Starting College – Credit Card Tips For You

CollegeParents hope for a better life for their kids and it starts with helping after high school. Along with newfound independence come new experiences and unknown responsibilities. One of the most important talks that should be had before young adults venture out on their own is how to manage money and especially how to handle credit. An in-depth conversation will prepare them for the eventual struggles that we all experience and help them set the stage for a secure financial future.

Many of the tips you should share may seem obvious but don’t make the mistake of leaving them unsaid because you think it’s simply common sense. Common sense is defined as a basic ability to perceive, understand and judge things, much of which is acquired through the experiences of others. Share mistakes you’ve made and explain how easy it can be to get into trouble but encourage them that there are corrective measures, if they’re committed to turning a bad decision around to protect their financial future.

Teach your young people that cash should be the main source of funding, if at all possible. Living within their means will prevent the accumulation of debt that will be difficult to pay off on a fixed income and a burden when they move into the real world after graduation. If a credit account becomes a necessity, limits must be put in place to only use it to finance absolute necessities when sufficient cash is unavailable or cannot be secured in any other way.

When Credit is a Necessity
The fact that borrowing on credit can be costly is a fact that everyone needs to understand but especially young people who may be more impulsive in their spending. How monthly interest is calculated should be demonstrated using simple math equations and how interest compounds should be explained. The importance of having a lengthy credit history and a high credit score should be stressed.

Lesson #1: How you handle a credit card will affect your future in ways that may not be obvious now. Over time everyone establishes a credit history that reflects how well they handle money. This information is collected into credit reports that are used to calculate your credit scores.

Lesson #2: Handled with care a credit card can have a positive effect on your credit scores.
Lenders use your credit scores to decide whether to approve an application for a mortgage, automobile loans, personal or other types of loans. Mismanage a credit card by maxing out your credit limit and making late payments, and the often, repeated advice to young people to avoid using credit will prove true. If, however, you’re responsible and conscientious in paying the balance in full each month and on time, the benefits to your credit scores and the ability to get credit in the future will be vastly improved.

Lesson #3: The financial success of life on your own lies in taking a genuine interest in the details. Whether you’re choosing a bank, investment firm, employer, credit card or anything other situation that deals with money, what are vital to understand are the details in the fine print. With credit cards, the terms and conditions of each agreement vary and can mean the difference between reasonable and outlandish charges incurred for the privilege of borrowing. Fees and rates can add up quickly.

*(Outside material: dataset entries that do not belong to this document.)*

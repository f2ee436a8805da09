//! Per-page-load snapshot of the project's trigger conditions.

use behavior_client::{EventType, TriggerCondition};
use tracing::{info, warn};

use crate::host::Collector;
use crate::page::normalize_page_url;

/// Conditions fetched once at startup, in server order. Never refreshed.
#[derive(Debug, Clone, Default)]
pub struct ConditionCache {
    conditions: Vec<TriggerCondition>,
}

impl ConditionCache {
    pub fn new(conditions: Vec<TriggerCondition>) -> Self {
        Self { conditions }
    }

    /// Fetch the project's conditions. Any failure yields an empty cache:
    /// nothing will match for this page load, but startup carries on.
    pub async fn load(collector: &dyn Collector, project_key: &str) -> Self {
        match collector.fetch_conditions(project_key).await {
            Ok(conditions) => {
                info!(count = conditions.len(), "Trigger conditions loaded");
                Self::new(conditions)
            }
            Err(e) => {
                warn!(error = %e, "Condition fetch failed; no events will match on this page");
                Self::default()
            }
        }
    }

    pub fn all(&self) -> &[TriggerCondition] {
        &self.conditions
    }

    pub fn len(&self) -> usize {
        self.conditions.len()
    }

    pub fn is_empty(&self) -> bool {
        self.conditions.is_empty()
    }

    /// Conditions of `event_type` whose normalized page equals `page`.
    pub fn for_page<'a>(
        &'a self,
        event_type: EventType,
        page: &'a str,
    ) -> impl Iterator<Item = &'a TriggerCondition> + 'a {
        self.conditions.iter().filter(move |c| {
            c.event_type == event_type
                && event_type != EventType::Unknown
                && normalize_page_url(&c.page_url).as_deref() == Some(page)
        })
    }
}
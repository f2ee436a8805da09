pub mod error;
pub mod types;

pub use error::{CollectorError, Result};
pub use types::{EventType, IssuedVisitor, LogRecord, TriggerCondition, VisitorRecord};

use reqwest::{Method, RequestBuilder, Response, Url};
use types::EmailSubmission;

/// Header carrying the normalized page origin + path for backend-side scoping.
pub const DOMAIN_HEADER: &str = "X-Domain";

/// Client for the collection backend's `/api` surface.
///
/// No timeout is configured; requests inherit the network stack's defaults.
#[derive(Debug, Clone)]
pub struct CollectorClient {
    client: reqwest::Client,
    base_url: Url,
    domain: Option<String>,
}

impl CollectorClient {
    pub fn new(base_url: &str) -> Result<Self> {
        let trimmed = base_url.trim_end_matches('/');
        let base_url =
            Url::parse(trimmed).map_err(|e| CollectorError::InvalidUrl(format!("{trimmed}: {e}")))?;
        if base_url.cannot_be_a_base() {
            return Err(CollectorError::InvalidUrl(trimmed.to_string()));
        }

        Ok(Self {
            client: reqwest::Client::new(),
            base_url,
            domain: None,
        })
    }

    /// Attach the `X-Domain` header to every request.
    pub fn with_domain(mut self, domain: impl Into<String>) -> Self {
        self.domain = Some(domain.into());
        self
    }

    pub fn base_url(&self) -> &Url {
        &self.base_url
    }

    /// Issue a new visitor identity for the project.
    pub async fn issue_visitor(&self, project_key: &str) -> Result<IssuedVisitor> {
        let mut url = self.endpoint(&["api", "visitors"])?;
        url.query_pairs_mut().append_pair("projectId", project_key);

        let resp = self.request(Method::POST, url).send().await?;
        let resp = ensure_success(resp).await?;

        let issued: IssuedVisitor = resp.json().await?;
        tracing::debug!(visitor_id = %issued.id, "Visitor issued");
        Ok(issued)
    }

    /// Fetch the trigger conditions authored for the project.
    pub async fn conditions(&self, project_key: &str) -> Result<Vec<TriggerCondition>> {
        let url = self.endpoint(&["api", "conditions", project_key])?;

        let resp = self
            .request(Method::GET, url)
            .header("Content-Type", "application/json")
            .send()
            .await?;
        let resp = ensure_success(resp).await?;

        let conditions: Vec<TriggerCondition> = resp.json().await?;
        tracing::debug!(count = conditions.len(), "Fetched trigger conditions");
        Ok(conditions)
    }

    /// Send one matched event. The response body is never read.
    pub async fn send_log(&self, log: &LogRecord) -> Result<()> {
        let mut url = self.endpoint(&["api", "logs"])?;
        url.query_pairs_mut()
            .append_pair("projectId", &log.project_id)
            .append_pair("visitorId", &log.visitor_id);

        let resp = self.request(Method::POST, url).json(log).send().await?;
        ensure_success(resp).await?;
        Ok(())
    }

    /// Look up a visitor record (used to check whether an email is known).
    pub async fn visitor(&self, visitor_id: &str) -> Result<VisitorRecord> {
        let url = self.endpoint(&["api", "visitors", visitor_id])?;

        let resp = self.request(Method::GET, url).send().await?;
        let resp = ensure_success(resp).await?;

        Ok(resp.json().await?)
    }

    /// Associate an email address with a visitor.
    pub async fn submit_email(&self, visitor_id: &str, email: &str) -> Result<()> {
        let url = self.endpoint(&["api", "visitors", visitor_id, "email"])?;

        let resp = self
            .request(Method::POST, url)
            .json(&EmailSubmission { email })
            .send()
            .await?;
        ensure_success(resp).await?;
        Ok(())
    }

    fn endpoint(&self, segments: &[&str]) -> Result<Url> {
        let mut url = self.base_url.clone();
        url.path_segments_mut()
            .map_err(|_| CollectorError::InvalidUrl(self.base_url.to_string()))?
            .pop_if_empty()
            .extend(segments);
        Ok(url)
    }

    fn request(&self, method: Method, url: Url) -> RequestBuilder {
        let builder = self.client.request(method, url);
        match self.domain {
            Some(ref domain) => builder.header(DOMAIN_HEADER, domain),
            None => builder,
        }
    }
}

async fn ensure_success(resp: Response) -> Result<Response> {
    let status = resp.status();
    if status.is_success() {
        return Ok(resp);
    }
    let message = resp.text().await.unwrap_or_default();
    Err(CollectorError::Api {
        status: status.as_u16(),
        message,
    })
}
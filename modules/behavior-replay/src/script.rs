//! Recorded session scripts and their playback.

use std::path::Path;
use std::time::Duration;

use anyhow::{Context, Result};
use behavior_tracker::{BrowserSignal, ClickTarget, Outcome, RunningTracker, ScrollMetrics};
use serde::{Deserialize, Serialize};
use tracing::{info, warn};

#[derive(Debug, Clone, PartialEq, Deserialize)]
#[serde(rename_all = "snake_case")]
pub enum Step {
    Scroll(ScrollMetrics),
    Click(ClickTarget),
    WaitMs(u64),
    /// Page goes away: in-flight sends are flushed and playback stops.
    Unload,
}

pub fn load(path: &Path) -> Result<Vec<Step>> {
    let raw = std::fs::read_to_string(path)
        .with_context(|| format!("reading script {}", path.display()))?;
    parse(&raw).with_context(|| format!("parsing script {}", path.display()))
}

pub fn parse(raw: &str) -> Result<Vec<Step>> {
    Ok(serde_json::from_str(raw)?)
}

#[derive(Debug, Default, Clone, Copy, PartialEq, Eq, Serialize)]
pub struct ReplaySummary {
    pub signals: usize,
    pub ignored: usize,
    pub unmatched: usize,
    pub suppressed: usize,
    pub dispatched: usize,
}

impl ReplaySummary {
    fn record(&mut self, outcome: Option<Outcome>) {
        self.signals += 1;
        match outcome {
            None => self.ignored += 1,
            Some(Outcome::Unmatched) => self.unmatched += 1,
            Some(Outcome::Suppressed { .. }) => self.suppressed += 1,
            Some(Outcome::Dispatched { .. }) => self.dispatched += 1,
        }
    }
}

pub async fn play(tracker: &RunningTracker, steps: &[Step]) -> ReplaySummary {
    let mut summary = ReplaySummary::default();

    for (i, step) in steps.iter().enumerate() {
        match step {
            Step::Scroll(metrics) => {
                summary.record(tracker.signal(&BrowserSignal::Scroll(*metrics)));
            }
            Step::Click(target) => {
                summary.record(tracker.signal(&BrowserSignal::Click(target.clone())));
            }
            Step::WaitMs(ms) => tokio::time::sleep(Duration::from_millis(*ms)).await,
            Step::Unload => {
                let remaining = steps.len() - i - 1;
                if remaining > 0 {
                    warn!(remaining, "Steps after unload are ignored");
                }
                break;
            }
        }
    }

    tracker.flush().await;
    info!(
        signals = summary.signals,
        dispatched = summary.dispatched,
        suppressed = summary.suppressed,
        unmatched = summary.unmatched,
        ignored = summary.ignored,
        "Replay finished"
    );
    summary
}
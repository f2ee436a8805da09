//! Startup sequencing and the running tracker.
//!
//! identity → conditions → page view → stay timers → email sync.
//! Only identity issuance and the condition fetch suspend startup. Email
//! sync runs in the background once tracking is live.

use std::sync::{Arc, Mutex, PoisonError};

use behavior_client::{EventType, TriggerCondition};
use tokio::task::JoinHandle;
use tracing::{info, warn};

use crate::conditions::ConditionCache;
use crate::config::{ScriptAttributes, TrackerConfig, TrackerOptions};
use crate::dispatch::{Dispatcher, Outcome, Pipeline};
use crate::email::{sync_email, EmailSync};
use crate::error::Result;
use crate::host::TrackerHost;
use crate::identity::{IdentityStore, VisitorIdentity};
use crate::matcher::Matcher;
use crate::observers::{page_view, BrowserSignal, ClickObserver, ScrollObserver, StayTimeObserver};
use crate::page::PageContext;

pub struct Tracker;

impl Tracker {
    /// Resolve configuration and start. A missing project key aborts here,
    /// before any network traffic.
    pub async fn init(
        options: &TrackerOptions,
        attributes: &ScriptAttributes,
        host: TrackerHost,
    ) -> Result<RunningTracker> {
        let config = TrackerConfig::resolve(options, attributes, &host.page).inspect_err(|e| {
            warn!(error = %e, "Tracker not started");
        })?;
        Ok(Self::start(config, host).await)
    }

    /// Run the startup sequence. Never fails: every component degrades on
    /// its own (no identity ⇒ nothing sent, no conditions ⇒ nothing matches).
    pub async fn start(config: TrackerConfig, host: TrackerHost) -> RunningTracker {
        let config = Arc::new(config);
        info!(
            project_key = %config.project_key,
            api_url = %config.api_url,
            page = host.page.normalized(),
            "Tracker starting"
        );

        let identity = IdentityStore::browser(
            host.storage.clone(),
            host.cookies.clone(),
            host.collector.clone(),
            config.project_key.clone(),
        );
        let visitor = identity.ensure_identity().await;

        let conditions =
            Arc::new(ConditionCache::load(host.collector.as_ref(), &config.project_key).await);

        let page = host.page.normalized().to_string();
        let pipeline = Arc::new(Pipeline::new(
            Matcher::new(page.clone(), conditions.clone()),
            Dispatcher::new(
                host.collector.clone(),
                config.project_key.clone(),
                page.clone(),
                visitor.clone(),
            ),
        ));

        pipeline.handle(page_view::page_view());

        let stay = StayTimeObserver::schedule(
            conditions.for_page(EventType::StayTime, &page),
            pipeline.clone(),
        );

        info!(
            visitor = identity.current().map(VisitorIdentity::id),
            conditions = conditions.len(),
            stay_timers = stay.scheduled(),
            "Tracker started"
        );

        let email_sync = match (&config.email, visitor) {
            (Some(capture), Some(visitor)) => {
                let capture = capture.clone();
                let storage = host.storage.clone();
                let collector = host.collector.clone();
                Some(tokio::spawn(async move {
                    sync_email(&capture, &visitor, storage.as_ref(), collector.as_ref()).await
                }))
            }
            _ => None,
        };

        RunningTracker {
            scroll: ScrollObserver::new(config.scroll_threshold),
            config,
            page: host.page,
            identity,
            conditions,
            pipeline,
            click: ClickObserver,
            stay,
            email_sync: Mutex::new(email_sync),
        }
    }
}

/// A started tracker. The host feeds it raw signals for the rest of the
/// page load.
pub struct RunningTracker {
    config: Arc<TrackerConfig>,
    page: PageContext,
    identity: IdentityStore,
    conditions: Arc<ConditionCache>,
    pipeline: Arc<Pipeline>,
    scroll: ScrollObserver,
    click: ClickObserver,
    stay: StayTimeObserver,
    email_sync: Mutex<Option<JoinHandle<EmailSync>>>,
}

impl RunningTracker {
    /// Route one raw signal through its observer, then matching and dispatch.
    /// `None` means the observer produced no candidate.
    pub fn signal(&self, signal: &BrowserSignal) -> Option<Outcome> {
        let candidate = match signal {
            BrowserSignal::Scroll(metrics) => self.scroll.observe(metrics)?,
            BrowserSignal::Click(target) => self.click.observe(target),
        };
        Some(self.pipeline.handle(candidate))
    }

    pub fn config(&self) -> &TrackerConfig {
        &self.config
    }

    pub fn page(&self) -> &PageContext {
        &self.page
    }

    pub fn visitor(&self) -> Option<&VisitorIdentity> {
        self.identity.current()
    }

    /// Resolves to the startup identity; never issues a second request.
    pub async fn ensure_identity(&self) -> Option<VisitorIdentity> {
        self.identity.ensure_identity().await
    }

    pub fn conditions(&self) -> &[TriggerCondition] {
        self.conditions.all()
    }

    pub fn stay_timers(&self) -> &StayTimeObserver {
        &self.stay
    }

    /// Wait for in-flight log sends and a pending email sync. Hosts call
    /// this on unload.
    pub async fn flush(&self) {
        let email_sync = self
            .email_sync
            .lock()
            .unwrap_or_else(PoisonError::into_inner)
            .take();
        if let Some(handle) = email_sync {
            let _ = handle.await;
        }
        self.pipeline.flush().await;
    }
}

Factors that should be examined to make a wise decision when choosing a credit card:

  • Annual Percentage Rate (APR): Look for a low rate; a high one will cost more.
  • Annual Fees: Rates range from $25 to $300. Look for a no or low fee card.
  • Penalty Fees: Pay late and you’ll be charged a maximum $25 fee. Go over your credit limit and pay another fee. A penalty rate increase can be imposed for late payments of more than 60 days and remain in effect for six months. Make three late payments and you’re stuck with the penalty rate.

Lesson #4: Using a credit card responsibly takes discipline and commitment. Limit yourself to one card for purchases you can pay off when the bill comes due. Never use a credit card for an impulsive purchase; if you can’t afford to pay with cash, you simply can’t afford it. Frivolous spending will result in an out-of-control balance that may be hard to pay down. Carefully examine every billing statement for errors before making the each payment on time.

Anyone under the age of 21 is required to have a co-signer or proof of sufficient income to make the payments before being approved for a credit card in their name. Sit down together and compare a number of student card offers and teach them how interest is calculated and the debt trouble that can ensue if care isn’t taken.

The Last Word
If your child pays attention to even half of the advice you offer, they’ll be ahead of their peers trying to navigate without any guidance. The right information and your willingness to oversee their efforts in learning to manage their own finances will help them avoid the hardship of learning the hard lessons on their own.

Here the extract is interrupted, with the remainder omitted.